Un projet de bouclier antimissile à l’échelle inédite est en cours de développement aux États-Unis. Selon Futura Sciences, l’administration Trump a lancé il y a un an le programme baptisé Golden Dome – ou « Dôme d’or » en français –, un système conçu pour protéger l’ensemble du territoire américain contre les menaces balistiques.

Ce qu'il faut retenir

  • Le Golden Dome est un projet lancé par l’administration Trump il y a un an, visant à créer un bouclier antimissile national.
  • L’objectif affiché est une livraison complète avant la fin de l’année 2026.
  • Le système s’inspire en partie des technologies existantes, mais son ampleur et son ambition en font une innovation majeure.
  • Les experts s’interrogent sur sa faisabilité technique, son coût et son efficacité face aux menaces actuelles.

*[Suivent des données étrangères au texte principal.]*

use tokio::process::{Child, Command};

/// Own process group, so a Ctrl-C aimed at the editor's terminal does not
/// reach the server, and so helpers it forks can be killed with it.
pub(super) fn configure(cmd: &mut Command) {
    cmd.process_group(0);
}

pub(super) async fn terminate(child: &mut Child) {
    if let Some(pgid) = child.id().and_then(|pid| libc::pid_t::try_from(pid).ok()) {
        // SAFETY: the group was created for this child and the child is not yet reaped.
        if unsafe { libc::killpg(pgid, libc::SIGKILL) } == -1 {
            let err = std::io::Error::last_os_error();
            if err.raw_os_error() != Some(libc::ESRCH) {
                tracing::warn!("Failed to kill language server group: {err}");
            }
        }
    }
    if let Err(e) = child.kill().await {
        tracing::trace!("Language server already gone: {e}");
    }
}
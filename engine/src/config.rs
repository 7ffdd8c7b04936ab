use std::path::{Path, PathBuf};
use std::{env, io};

use kiln_core::RandomIdSource;
use kiln_lsp::LspSettings;
use kiln_tools::ShellConfig;
use kiln_types::{CompileMode, Compiler, CompilerFlag};
use serde::Deserialize;
use thiserror::Error;

use crate::build::BuildSettings;

/// Replaces `lsp.command` when set.
pub const LSP_COMMAND_ENV: &str = "KILN_LSP_COMMAND";

/// Contents of `~/.kiln/config.toml`. Every section is optional.
#[derive(Debug, Clone, Default, Deserialize)]
#[serde(default)]
pub struct KilnConfig {
    pub build: BuildConfig,
    pub lsp: LspSettings,
    pub editor: EditorConfig,
}

#[derive(Debug, Error)]
pub enum ConfigError {
    #[error("failed to read config at {}: {source}", path.display())]
    Read {
        path: PathBuf,
        #[source]
        source: io::Error,
    },
    #[error("failed to parse config at {}: {source}", path.display())]
    Parse {
        path: PathBuf,
        #[source]
        source: toml::de::Error,
    },
}

impl ConfigError {
    pub fn path(&self) -> &Path {
        match self {
            ConfigError::Read { path, .. } | ConfigError::Parse { path, .. } => path,
        }
    }
}

#[derive(Debug, Clone, Deserialize)]
#[serde(default)]
pub struct BuildConfig {
    pub compiler: Compiler,
    pub flags: Vec<CompilerFlag>,
    pub mode: CompileMode,
    /// Interpreter used for compiler command lines. Platform default when absent.
    pub shell: Option<ShellConfig>,
}

impl Default for BuildConfig {
    fn default() -> Self {
        let settings = BuildSettings::default();
        Self {
            compiler: settings.compiler,
            flags: settings.flags,
            mode: settings.mode,
            shell: None,
        }
    }
}

impl BuildConfig {
    #[must_use]
    pub fn settings(&self) -> BuildSettings {
        BuildSettings {
            compiler: self.compiler,
            flags: self.flags.clone(),
            mode: self.mode,
        }
    }
}

#[derive(Debug, Clone, PartialEq, Eq, Deserialize)]
#[serde(default)]
pub struct EditorConfig {
    /// Length of generated tab identifiers.
    pub id_length: usize,
}

impl Default for EditorConfig {
    fn default() -> Self {
        Self {
            id_length: RandomIdSource::DEFAULT_LEN,
        }
    }
}

/// Expand `${VAR}` references. Unset variables expand to nothing; an
/// unterminated `${` is kept literally.
#[must_use]
pub fn expand_env_vars(value: &str) -> String {
    expand_vars_with(value, |name| env::var(name).ok())
}

fn expand_vars_with(value: &str, lookup: impl Fn(&str) -> Option<String>) -> String {
    let mut out = String::with_capacity(value.len());
    let mut rest = value;

    while let Some(start) = rest.find("${") {
        out.push_str(&rest[..start]);
        let after = &rest[start + 2..];
        let Some(end) = after.find('}') else {
            out.push_str(&rest[start..]);
            return out;
        };
        let name = &after[..end];
        if !name.is_empty()
            && let Some(replacement) = lookup(name)
        {
            out.push_str(&replacement);
        }
        rest = &after[end + 1..];
    }

    out.push_str(rest);
    out
}

impl KilnConfig {
    /// Load the user config. A missing file is `Ok(None)`.
    pub fn load() -> Result<Option<Self>, ConfigError> {
        match config_path() {
            Some(path) => Self::load_from(&path),
            None => Ok(None),
        }
    }

    pub fn load_from(path: &Path) -> Result<Option<Self>, ConfigError> {
        if !path.exists() {
            return Ok(None);
        }

        let content = match std::fs::read_to_string(path) {
            Ok(content) => content,
            Err(err) => {
                tracing::warn!("Failed to read config at {:?}: {}", path, err);
                return Err(ConfigError::Read {
                    path: path.to_path_buf(),
                    source: err,
                });
            }
        };

        match toml::from_str(&content) {
            Ok(config) => Ok(Some(config)),
            Err(err) => {
                tracing::warn!("Failed to parse config at {:?}: {}", path, err);
                Err(ConfigError::Parse {
                    path: path.to_path_buf(),
                    source: err,
                })
            }
        }
    }

    #[must_use]
    pub fn path() -> Option<PathBuf> {
        config_path()
    }

    /// Apply `KILN_LSP_COMMAND` and expand `${VAR}` in the server command line.
    pub fn apply_env_overrides(&mut self) {
        self.apply_overrides_with(|name| env::var(name).ok());
    }

    fn apply_overrides_with(&mut self, lookup: impl Fn(&str) -> Option<String>) {
        if let Some(command) = lookup(LSP_COMMAND_ENV).filter(|c| !c.trim().is_empty()) {
            tracing::debug!(command = %command, "LSP command overridden from environment");
            self.lsp.command = command;
        }
        self.lsp.command = expand_vars_with(&self.lsp.command, &lookup);
        for arg in &mut self.lsp.args {
            *arg = expand_vars_with(arg, &lookup);
        }
    }
}

#[must_use]
pub fn config_path() -> Option<PathBuf> {
    dirs::home_dir().map(|home| home.join(".kiln").join("config.toml"))
}

#[cfg(test)]
mod tests {
    use std::collections::HashMap;

    use super::*;

    fn vars(pairs: &[(&str, &str)]) -> impl Fn(&str) -> Option<String> {
        let map: HashMap<String, String> = pairs
            .iter()
            .map(|(k, v)| ((*k).to_string(), (*v).to_string()))
            .collect();
        move |name| map.get(name).cloned()
    }

    #[test]
    fn expand_vars_no_vars() {
        assert_eq!(expand_vars_with("hello world", vars(&[])), "hello world");
    }

    #[test]
    fn expand_vars_multiple() {
        let lookup = vars(&[("A", "alpha"), ("B", "beta")]);
        assert_eq!(expand_vars_with("${A}-${B}", lookup), "alpha-beta");
    }

    #[test]
    fn expand_vars_missing_becomes_empty() {
        assert_eq!(
            expand_vars_with("before ${NOPE} after", vars(&[])),
            "before  after"
        );
    }

    #[test]
    fn expand_vars_unterminated_is_literal() {
        let lookup = vars(&[("A", "alpha")]);
        assert_eq!(expand_vars_with("${A} ${B", lookup), "alpha ${B");
    }

    #[test]
    fn expand_vars_keeps_unicode() {
        let lookup = vars(&[("HOME", "/home/é")]);
        assert_eq!(expand_vars_with("ü${HOME}/bin", lookup), "ü/home/é/bin");
    }

    #[test]
    fn empty_file_gives_defaults() {
        let config: KilnConfig = toml::from_str("").unwrap();
        assert_eq!(config.build.compiler, Compiler::Gcc);
        assert_eq!(config.build.flags, vec![CompilerFlag::Cpp20]);
        assert_eq!(config.build.mode, CompileMode::CompileAndLink);
        assert_eq!(config.lsp, LspSettings::default());
        assert_eq!(config.editor.id_length, 8);
    }

    #[test]
    fn full_file_parses() {
        let config: KilnConfig = toml::from_str(
            r#"
            [build]
            compiler = "clang"
            flags = ["cpp17", "wall", "optimize2"]
            mode = "compile_only"

            [build.shell]
            binary = "bash"

            [lsp]
            command = "clangd-18"
            args = ["--background-index"]
            shutdown_timeout_ms = 500

            [editor]
            id_length = 12
            "#,
        )
        .unwrap();

        let settings = config.build.settings();
        assert_eq!(settings.compiler, Compiler::Clang);
        assert_eq!(
            settings.flags,
            vec![CompilerFlag::Cpp17, CompilerFlag::Wall, CompilerFlag::Optimize2]
        );
        assert_eq!(settings.mode, CompileMode::CompileOnly);
        assert_eq!(
            config.build.shell.and_then(|s| s.binary),
            Some("bash".to_string())
        );
        assert_eq!(config.lsp.command, "clangd-18");
        assert!(config.lsp.enabled);
        assert_eq!(config.editor.id_length, 12);
    }

    #[test]
    fn unknown_flag_is_a_parse_error() {
        let dir = tempfile::tempdir().unwrap();
        let path = dir.path().join("config.toml");
        std::fs::write(&path, "[build]\nflags = [\"turbo\"]\n").unwrap();

        let err = KilnConfig::load_from(&path).unwrap_err();
        assert!(matches!(err, ConfigError::Parse { .. }));
        assert_eq!(err.path(), path.as_path());
    }

    #[test]
    fn missing_file_is_none() {
        let dir = tempfile::tempdir().unwrap();
        let loaded = KilnConfig::load_from(&dir.path().join("absent.toml")).unwrap();
        assert!(loaded.is_none());
    }

    #[test]
    fn env_override_replaces_command() {
        let mut config = KilnConfig::default();
        config.lsp.args = vec!["--log=${LEVEL}".to_string()];
        config.apply_overrides_with(vars(&[
            (LSP_COMMAND_ENV, "/opt/llvm/bin/clangd"),
            ("LEVEL", "verbose"),
        ]));
        assert_eq!(config.lsp.command, "/opt/llvm/bin/clangd");
        assert_eq!(config.lsp.args, vec!["--log=verbose"]);
    }

    #[test]
    fn blank_env_override_is_ignored() {
        let mut config = KilnConfig::default();
        config.apply_overrides_with(vars(&[(LSP_COMMAND_ENV, "  ")]));
        assert_eq!(config.lsp.command, "clangd");
    }
}
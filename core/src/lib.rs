//! Editor model for kiln.
//!
//! Text documents with undo/redo, the tab registry that addresses them by id,
//! the file persistence boundary, and the project description the build
//! consumes.

mod document;
mod gateway;
pub mod project;
mod registry;
mod tab;

pub use document::Document;
pub use gateway::{DiskGateway, FileGateway, GatewayError};
pub use project::{PROJECT_EXTENSION, Project, ProjectError};
pub use registry::{IdSource, RandomIdSource, SaveReport, TabRegistry};
pub use tab::EditorTab;
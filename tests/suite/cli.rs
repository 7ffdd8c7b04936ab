//! The `kiln` binary end to end. HOME points into a temp dir so the user's
//! config and logs are never touched.

use std::path::Path;
use std::process::{Command, Output};

use serde_json::Value;

use crate::common::write;

fn kiln(home: &Path, cwd: &Path, args: &[&str]) -> Output {
    Command::new(env!("CARGO_BIN_EXE_kiln"))
        .args(args)
        .current_dir(cwd)
        .env("HOME", home)
        .env("USERPROFILE", home)
        .env_remove("KILN_LSP_COMMAND")
        .env_remove("RUST_LOG")
        .output()
        .unwrap()
}

fn stdout(output: &Output) -> String {
    String::from_utf8_lossy(&output.stdout).into_owned()
}

fn stderr(output: &Output) -> String {
    String::from_utf8_lossy(&output.stderr).into_owned()
}

#[test]
fn new_then_add_records_absolute_paths() {
    let home = tempfile::tempdir().unwrap();
    let work = tempfile::tempdir().unwrap();
    write(work.path(), "main.cpp", "int main() {}\n");
    std::fs::create_dir(work.path().join("include")).unwrap();

    let out = kiln(home.path(), work.path(), &["new", "demo"]);
    assert!(out.status.success(), "{}", stderr(&out));
    assert!(stdout(&out).trim_end().ends_with("demo.kproj.json"));

    let out = kiln(
        home.path(),
        work.path(),
        &["add", "main.cpp", "main.cpp", "-I", "include"],
    );
    assert!(out.status.success(), "{}", stderr(&out));
    assert_eq!(stdout(&out).trim(), "2 added");

    let raw = std::fs::read_to_string(work.path().join("demo.kproj.json")).unwrap();
    let json: Value = serde_json::from_str(&raw).unwrap();
    assert_eq!(json["name"], "demo");
    let sources = json["sourceFiles"].as_array().unwrap();
    assert_eq!(sources.len(), 1);
    let source = Path::new(sources[0].as_str().unwrap());
    assert!(source.is_absolute());
    assert!(source.ends_with("main.cpp"));
    assert_eq!(json["includeDirs"].as_array().unwrap().len(), 1);

    // Nothing new the second time; the file is left alone.
    let out = kiln(home.path(), work.path(), &["add", "main.cpp"]);
    assert_eq!(stdout(&out).trim(), "0 added");
}

#[test]
fn logs_go_to_home_not_stdout() {
    let home = tempfile::tempdir().unwrap();
    let work = tempfile::tempdir().unwrap();

    let out = kiln(home.path(), work.path(), &["new", "demo"]);
    assert!(out.status.success());
    assert_eq!(stdout(&out).lines().count(), 1);
    assert!(home.path().join(".kiln/logs/kiln.log").exists());
}

#[test]
fn build_without_project_file_fails() {
    let home = tempfile::tempdir().unwrap();
    let work = tempfile::tempdir().unwrap();

    let out = kiln(home.path(), work.path(), &["build"]);
    assert!(!out.status.success());
    assert!(stderr(&out).contains("pass --project"), "{}", stderr(&out));
}

#[test]
fn build_with_two_project_files_asks_for_one() {
    let home = tempfile::tempdir().unwrap();
    let work = tempfile::tempdir().unwrap();
    assert!(kiln(home.path(), work.path(), &["new", "a"]).status.success());
    assert!(kiln(home.path(), work.path(), &["new", "b"]).status.success());

    let out = kiln(home.path(), work.path(), &["build"]);
    assert!(!out.status.success());
    assert!(stderr(&out).contains("several project files"));
}

#[test]
fn check_refuses_when_language_server_disabled() {
    let home = tempfile::tempdir().unwrap();
    let work = tempfile::tempdir().unwrap();
    std::fs::create_dir(home.path().join(".kiln")).unwrap();
    write(
        &home.path().join(".kiln"),
        "config.toml",
        "[lsp]\nenabled = false\n",
    );
    write(work.path(), "main.cpp", "int main() {}\n");

    let out = kiln(home.path(), work.path(), &["check", "main.cpp"]);
    assert!(!out.status.success());
    assert!(stderr(&out).contains("disabled"), "{}", stderr(&out));
}

#[test]
fn broken_config_is_reported_and_ignored() {
    let home = tempfile::tempdir().unwrap();
    let work = tempfile::tempdir().unwrap();
    std::fs::create_dir(home.path().join(".kiln")).unwrap();
    write(&home.path().join(".kiln"), "config.toml", "[build\n");

    let out = kiln(home.path(), work.path(), &["new", "demo"]);
    assert!(out.status.success());
    assert!(stderr(&out).contains("Ignoring config"));
}

#[test]
fn debug_rejects_malformed_breakpoint() {
    let home = tempfile::tempdir().unwrap();
    let work = tempfile::tempdir().unwrap();
    assert!(kiln(home.path(), work.path(), &["new", "demo"]).status.success());

    let out = kiln(home.path(), work.path(), &["debug", "-b", "main.cpp"]);
    assert!(!out.status.success());
    assert!(stderr(&out).contains("not file:line"), "{}", stderr(&out));
}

Un projet pharaonique lancé sous la présidence Trump

Le Golden Dome, officiellement annoncé en mai 2025, marque une rupture dans la stratégie de défense antimissile des États-Unis. Contrairement aux systèmes actuels, comme le Ground-Based Midcourse Defense ou le THAAD, conçus pour des zones limitées, ce bouclier vise une couverture nationale. « Ce projet n’a pas d’équivalent dans le monde », a souligné un porte-parole du Pentagone cité par Futura Sciences.

L’enjeu est double : doter le pays d’une protection totale contre les missiles balistiques intercontinentaux, tout en modernisant l’arsenal de dissuasion américain. Les premières esquisses évoquent un réseau de capteurs, de lasers et de missiles intercepteurs répartis sur l’ensemble du territoire, capable de neutraliser une attaque en vol.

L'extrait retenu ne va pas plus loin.